[Stored dataset items]
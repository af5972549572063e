mod commands;

use std::path::PathBuf;

use chrono::{DateTime, Utc};
use clap::{Parser, Subcommand};
use tracing_subscriber::EnvFilter;

use commands::parse_since;

#[derive(Parser)]
#[command(
    name = "podlog",
    version,
    about = "Error and API request analysis for OpenStack pod logs"
)]
struct Cli {
    /// Config file (default: ~/.podlog/podlog.toml)
    #[arg(long, global = true)]
    config: Option<PathBuf>,
    /// Namespace to analyze, overrides the config file
    #[arg(short, long, global = true)]
    namespace: Option<String>,
    #[command(subcommand)]
    command: Commands,
}

#[derive(Subcommand)]
enum Commands {
    /// List the pods that would be analyzed
    Pods {
        /// Show API pods (request analysis) instead
        #[arg(long)]
        api: bool,
        /// Output as JSON
        #[arg(long)]
        json: bool,
    },
    /// Collect and deduplicate errors from pod logs
    Errors {
        /// Lower time bound: RFC 3339 timestamp or a duration ago ("2h", "30m")
        #[arg(long, value_parser = parse_since, default_value = "1h")]
        since: DateTime<Utc>,
        /// Only collect from this service (e.g. octavia)
        #[arg(short, long)]
        service: Option<String>,
        /// Number of unique errors to print
        #[arg(long, default_value = "20")]
        top: usize,
        /// Output as JSON
        #[arg(long)]
        json: bool,
    },
    /// Parse API request logs and report status and latency statistics
    Requests {
        /// Lower time bound: RFC 3339 timestamp or a duration ago ("2h", "30m")
        #[arg(long, value_parser = parse_since)]
        since: Option<DateTime<Utc>>,
        /// List failed requests
        #[arg(long)]
        errors: bool,
        /// Output as JSON
        #[arg(long)]
        json: bool,
    },
    /// Analyze a saved log file without cluster access
    Scan {
        /// Log file to read
        file: PathBuf,
        /// Pod name the log came from
        #[arg(long)]
        pod: String,
        /// Service label (default: derived from the pod name)
        #[arg(short, long)]
        service: Option<String>,
        /// Lower time bound for request parsing
        #[arg(long, value_parser = parse_since)]
        since: Option<DateTime<Utc>>,
        /// Output as JSON
        #[arg(long)]
        json: bool,
    },
    /// Generate shell completions
    Completions {
        /// Shell: bash, zsh, fish, elvish, powershell
        shell: String,
    },
}

#[tokio::main]
async fn main() {
    tracing_subscriber::fmt()
        .with_env_filter(EnvFilter::try_from_default_env().unwrap_or_else(|_| EnvFilter::new("info")))
        .with_target(false)
        .with_writer(std::io::stderr)
        .init();

    let cli = Cli::parse();
    let settings = commands::Settings {
        config: cli.config,
        namespace: cli.namespace,
    };
    let result = match cli.command {
        Commands::Pods { api, json } => commands::pods::run(&settings, api, json).await,
        Commands::Errors {
            since,
            service,
            top,
            json,
        } => commands::errors::run(&settings, since, service, top, json).await,
        Commands::Requests {
            since,
            errors,
            json,
        } => commands::requests::run(&settings, since, errors, json).await,
        Commands::Scan {
            file,
            pod,
            service,
            since,
            json,
        } => commands::scan::run(&settings, file, pod, service, since, json),
        Commands::Completions { shell } => commands::completions::run(shell),
    };

    if let Err(e) = result {
        eprintln!("Error: {e}");
        std::process::exit(1);
    }
}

- WHAT THIS TASK INVOLVES: Each line above that has the word "settings" should be copied.

- RESULT OF THE TASK:
    let settings = commands::Settings {
        Commands::Pods { api, json } => commands::pods::run(&settings, api, json).await,
        } => commands::errors::run(&settings, since, service, top, json).await,
        } => commands::requests::run(&settings, since, errors, json).await,
        } => commands::scan::run(&settings, file, pod, service, since, json),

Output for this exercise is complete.